Le “acque di volo” ad uso aeropsaziale prodotte dalla SMAT sono state prelevate il 1° ottobre dai laboratori di corso Unità d’Italia e trasferite temporaneamente presso gli stabilimenti torinesi della Thales Alenia Space, da dove verranno trasportate prima a Rotterdam e poi, via mare, a Kouru, nella Guyana Francese, base di lancio dell’Ariane.
Il razzo vettore Ariane consegnerà alla Stazione Spaziale Internazionale (ISS) circa 300 litri dell’acqua preparata secondo gli standard qualitativi russi: un’acqua con contenuti prestabiliti di calcio, magnesio e sali minerali, addizionata di ioni fluoruro, alla quale è stato applicato un trattamento di disinfezione a base di sali d’argento.
L’acqua durante il viaggio sarà custodita nella tanica del modulo ATV Jules Verne nel quale è stata inserita dopo accurate operazioni di igienizzazione, precondizionamento e stoccaggio.
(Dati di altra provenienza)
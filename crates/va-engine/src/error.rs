//! Error types for the engine.

use va_pv::{Access, PvError};

/// Result type for engine operations.
pub type EngineResult<T> = Result<T, EngineError>;

/// Errors surfaced to the transport layer.
///
/// PV errors carry the full PV name; the wrapped [`PvError`] names the
/// element type and attribute.
#[derive(Debug, thiserror::Error)]
pub enum EngineError {
    #[error("Failed to {access} PV '{pv}': {source}")]
    Pv {
        pv: String,
        access: Access,
        #[source]
        source: PvError,
    },

    #[error("Control name '{control}' maps to '{elements}', which is not in the segment")]
    MissingElement { control: String, elements: String },

    #[error("Simulation failure: {0}")]
    Simulation(#[from] va_sim::SimError),

    #[error("Lattice error: {0}")]
    Lattice(#[from] va_lattice::LatticeError),

    #[error("Mapping error: {0}")]
    Mapping(#[from] PvError),

    #[error("Configuration error: {0}")]
    Config(#[from] va_config::ConfigError),

    #[error("Accelerator state lock poisoned")]
    Poisoned,
}

impl EngineError {
    pub(crate) fn pv(pv: &str, access: Access) -> impl FnOnce(PvError) -> Self + '_ {
        move |source| Self::Pv {
            pv: pv.to_string(),
            access,
            source,
        }
    }

    /// The underlying PV error, if this is one.
    pub fn pv_error(&self) -> Option<&PvError> {
        match self {
            Self::Pv { source, .. } | Self::Mapping(source) => Some(source),
            _ => None,
        }
    }
}
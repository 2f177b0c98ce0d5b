//! Particle beam state.

use nalgebra::Vector6;
use rand::SeedableRng;
use rand::rngs::StdRng;
use rand_distr::{Distribution, Normal};
use va_core::units::{Charge, Energy, as_coulomb, as_ev, ev};
use va_core::{ensure_finite, ensure_positive};

use crate::error::{SimError, SimResult};

/// Phase-space coordinates of one macro-particle:
/// `(x [m], px [rad], y [m], py [rad], tau [m], delta [1])`.
pub type Particle = Vector6<f64>;

/// Twiss parameters of the incoming beam in both transverse planes.
#[derive(Debug, Clone, Copy, PartialEq)]
pub struct TwissParameters {
    pub beta_x: f64,
    pub alpha_x: f64,
    /// Geometric emittance (m·rad)
    pub emittance_x: f64,
    pub beta_y: f64,
    pub alpha_y: f64,
    pub emittance_y: f64,
}

impl Default for TwissParameters {
    fn default() -> Self {
        Self {
            beta_x: 10.0,
            alpha_x: 0.0,
            emittance_x: 5e-8,
            beta_y: 10.0,
            alpha_y: 0.0,
            emittance_y: 5e-8,
        }
    }
}

/// Everything besides the Twiss parameters needed to generate a beam.
#[derive(Debug, Clone, Copy, PartialEq)]
pub struct BeamOptions {
    pub energy: Energy,
    pub total_charge: Charge,
    pub num_particles: usize,
    /// RMS bunch length (m)
    pub sigma_tau: f64,
    /// RMS relative energy spread
    pub sigma_delta: f64,
    pub seed: u64,
}

impl Default for BeamOptions {
    fn default() -> Self {
        Self {
            energy: ev(1.0e9),
            total_charge: va_core::units::coulomb(1e-9),
            num_particles: 10_000,
            sigma_tau: 1e-6,
            sigma_delta: 1e-4,
            seed: 0,
        }
    }
}

/// Incoming or tracked particle ensemble.
#[derive(Debug, Clone, PartialEq)]
pub struct ParticleBeam {
    /// Reference energy (eV)
    energy: f64,
    particles: Vec<Particle>,
    /// Charge carried by each particle (C)
    charges: Vec<f64>,
}

impl ParticleBeam {
    /// Create a beam. `charges` must have one entry per particle.
    pub fn new(energy: Energy, particles: Vec<Particle>, charges: Vec<f64>) -> SimResult<Self> {
        let energy = ensure_positive(as_ev(energy), "beam energy")?;
        if particles.len() != charges.len() {
            return Err(SimError::InvalidArg {
                what: "one charge per particle required",
            });
        }
        for q in &charges {
            ensure_finite(*q, "particle charge")?;
        }
        Ok(Self {
            energy,
            particles,
            charges,
        })
    }

    /// A single on-axis particle carrying no charge. Used to probe the
    /// energy profile of a segment without disturbing anything.
    pub fn probe(energy: Energy) -> SimResult<Self> {
        Self::new(energy, vec![Particle::zeros()], vec![0.0])
    }

    /// Generate a Gaussian beam matched to `twiss`. The same options always
    /// give the same particles.
    pub fn from_twiss(twiss: &TwissParameters, opts: &BeamOptions) -> SimResult<Self> {
        if opts.num_particles == 0 {
            return Err(SimError::InvalidArg {
                what: "num_particles must be positive",
            });
        }
        let beta_x = ensure_positive(twiss.beta_x, "beta_x")?;
        let beta_y = ensure_positive(twiss.beta_y, "beta_y")?;
        let eps_x = ensure_positive(twiss.emittance_x, "emittance_x")?;
        let eps_y = ensure_positive(twiss.emittance_y, "emittance_y")?;
        let alpha_x = ensure_finite(twiss.alpha_x, "alpha_x")?;
        let alpha_y = ensure_finite(twiss.alpha_y, "alpha_y")?;
        let total_charge = ensure_finite(as_coulomb(opts.total_charge), "total_charge")?;

        let normal = Normal::new(0.0, 1.0).map_err(|_| SimError::InvalidArg {
            what: "standard normal distribution",
        })?;
        let mut rng = StdRng::seed_from_u64(opts.seed);
        let mut particles = Vec::with_capacity(opts.num_particles);
        for _ in 0..opts.num_particles {
            let [u1, u2, u3, u4, u5, u6]: [f64; 6] =
                std::array::from_fn(|_| normal.sample(&mut rng));

            let x = (eps_x * beta_x).sqrt() * u1;
            let px = -alpha_x / beta_x * x + (eps_x / beta_x).sqrt() * u2;
            let y = (eps_y * beta_y).sqrt() * u3;
            let py = -alpha_y / beta_y * y + (eps_y / beta_y).sqrt() * u4;

            particles.push(Particle::new(
                x,
                px,
                y,
                py,
                opts.sigma_tau * u5,
                opts.sigma_delta * u6,
            ));
        }

        let per_particle = total_charge / opts.num_particles as f64;
        Self::new(
            opts.energy,
            particles,
            vec![per_particle; opts.num_particles],
        )
    }

    pub fn energy(&self) -> Energy {
        ev(self.energy)
    }

    /// Reference energy in eV.
    pub fn energy_ev(&self) -> f64 {
        self.energy
    }

    pub fn particles(&self) -> &[Particle] {
        &self.particles
    }

    pub fn charges(&self) -> &[f64] {
        &self.charges
    }

    pub fn num_particles(&self) -> usize {
        self.particles.len()
    }

    pub fn total_charge(&self) -> f64 {
        self.charges.iter().sum()
    }

    /// Replace per-particle charges, keeping coordinates and energy.
    pub fn set_charges(&mut self, charges: Vec<f64>) -> SimResult<()> {
        if charges.len() != self.particles.len() {
            return Err(SimError::InvalidArg {
                what: "one charge per particle required",
            });
        }
        for q in &charges {
            ensure_finite(*q, "particle charge")?;
        }
        self.charges = charges;
        Ok(())
    }

    /// Zero every particle charge. Coordinates and energy are untouched.
    pub fn zero_charge(&mut self) {
        self.charges.iter_mut().for_each(|q| *q = 0.0);
    }

    /// Charge-weighted centroid `[x, y]`, or zeros when the beam carries no charge.
    pub fn centroid(&self) -> [f64; 2] {
        let total: f64 = self.charges.iter().map(|q| q.abs()).sum();
        if total <= 0.0 {
            return [0.0; 2];
        }
        let (sx, sy) = self
            .particles
            .iter()
            .zip(&self.charges)
            .fold((0.0, 0.0), |(sx, sy), (p, q)| {
                (sx + p[0] * q.abs(), sy + p[2] * q.abs())
            });
        [sx / total, sy / total]
    }

    pub(crate) fn particles_mut(&mut self) -> &mut [Particle] {
        &mut self.particles
    }

    pub(crate) fn set_energy_ev(&mut self, energy: f64) {
        self.energy = energy;
    }
}

#[cfg(test)]
mod tests {
    use super::*;
    use va_core::units::coulomb;

    #[test]
    fn probe_carries_no_charge() {
        let probe = ParticleBeam::probe(ev(1e8)).unwrap();
        assert_eq!(probe.num_particles(), 1);
        assert_eq!(probe.total_charge(), 0.0);
        assert_eq!(probe.centroid(), [0.0, 0.0]);
    }

    #[test]
    fn twiss_beam_is_reproducible() {
        let opts = BeamOptions {
            num_particles: 500,
            seed: 7,
            ..Default::default()
        };
        let a = ParticleBeam::from_twiss(&TwissParameters::default(), &opts).unwrap();
        let b = ParticleBeam::from_twiss(&TwissParameters::default(), &opts).unwrap();
        assert_eq!(a, b);
        assert!((a.total_charge() - 1e-9).abs() < 1e-18);
    }

    #[test]
    fn twiss_beam_size_matches_beta_and_emittance() {
        let twiss = TwissParameters {
            beta_x: 4.0,
            emittance_x: 1e-6,
            ..Default::default()
        };
        let opts = BeamOptions {
            num_particles: 20_000,
            seed: 3,
            ..Default::default()
        };
        let beam = ParticleBeam::from_twiss(&twiss, &opts).unwrap();
        let n = beam.num_particles() as f64;
        let var: f64 = beam.particles().iter().map(|p| p[0] * p[0]).sum::<f64>() / n;
        let expected = twiss.beta_x * twiss.emittance_x;
        assert!((var - expected).abs() / expected < 0.05);
    }

    #[test]
    fn longitudinal_spread_matches_options() {
        let opts = BeamOptions {
            num_particles: 20_000,
            sigma_tau: 2e-6,
            sigma_delta: 5e-4,
            seed: 9,
            ..Default::default()
        };
        let beam = ParticleBeam::from_twiss(&TwissParameters::default(), &opts).unwrap();
        let n = beam.num_particles() as f64;
        let rms = |i: usize| {
            (beam.particles().iter().map(|p| p[i] * p[i]).sum::<f64>() / n).sqrt()
        };
        assert!((rms(4) - opts.sigma_tau).abs() / opts.sigma_tau < 0.05);
        assert!((rms(5) - opts.sigma_delta).abs() / opts.sigma_delta < 0.05);
        let mean_y = beam.particles().iter().map(|p| p[2]).sum::<f64>() / n;
        assert!(mean_y.abs() < 0.05 * rms(2));
    }

    #[test]
    fn zero_charge_keeps_coordinates() {
        let opts = BeamOptions {
            num_particles: 10,
            total_charge: coulomb(2e-9),
            ..Default::default()
        };
        let mut beam = ParticleBeam::from_twiss(&TwissParameters::default(), &opts).unwrap();
        let before = beam.particles().to_vec();
        beam.zero_charge();
        assert_eq!(beam.total_charge(), 0.0);
        assert_eq!(beam.particles(), before.as_slice());
    }

    #[test]
    fn mismatched_charges_rejected() {
        let err = ParticleBeam::new(ev(1e9), vec![Particle::zeros()], vec![]);
        assert!(err.is_err());
        assert!(ParticleBeam::new(ev(-1.0), vec![], vec![]).is_err());
    }
}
Per produrre l’acqua sono state necessarie tre settimane di lavoro presso la “Water Preparation Facility”, la sala di produzione appositamente realizzata da SMAT presso il laboratorio del Centro ricerche e Controlli dell’azienda.

Bottiglie SMAT per gli astronauti

L’acqua prodotta da SMAT per lo spazio, confezionata in bottiglie da 1 litro per collezionisti.